The task:
Locate each line in the records containing "ensure". Copy it.

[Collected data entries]
--------

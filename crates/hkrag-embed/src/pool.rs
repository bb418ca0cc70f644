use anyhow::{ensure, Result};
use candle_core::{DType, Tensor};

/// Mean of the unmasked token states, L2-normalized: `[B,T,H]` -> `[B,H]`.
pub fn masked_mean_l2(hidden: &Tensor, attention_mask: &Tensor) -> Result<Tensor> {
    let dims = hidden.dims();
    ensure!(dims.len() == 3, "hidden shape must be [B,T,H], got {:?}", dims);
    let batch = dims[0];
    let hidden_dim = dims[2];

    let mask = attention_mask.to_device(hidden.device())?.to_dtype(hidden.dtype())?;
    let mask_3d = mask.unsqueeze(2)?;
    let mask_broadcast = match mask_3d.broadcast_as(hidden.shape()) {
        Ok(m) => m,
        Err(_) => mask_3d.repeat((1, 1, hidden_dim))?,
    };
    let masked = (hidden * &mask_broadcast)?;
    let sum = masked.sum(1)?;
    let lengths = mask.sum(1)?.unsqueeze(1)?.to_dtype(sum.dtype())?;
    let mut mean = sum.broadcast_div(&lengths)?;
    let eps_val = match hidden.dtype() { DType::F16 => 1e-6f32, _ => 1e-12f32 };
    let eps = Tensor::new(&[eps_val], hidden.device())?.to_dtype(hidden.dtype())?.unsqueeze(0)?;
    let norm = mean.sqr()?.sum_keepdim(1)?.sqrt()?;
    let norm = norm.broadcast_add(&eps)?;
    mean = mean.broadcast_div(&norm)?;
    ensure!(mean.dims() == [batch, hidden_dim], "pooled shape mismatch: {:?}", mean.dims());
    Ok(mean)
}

--------

Response to the task:
use anyhow::{ensure, Result};
    ensure!(dims.len() == 3, "hidden shape must be [B,T,H], got {:?}", dims);
    ensure!(mean.dims() == [batch, hidden_dim], "pooled shape mismatch: {:?}", mean.dims());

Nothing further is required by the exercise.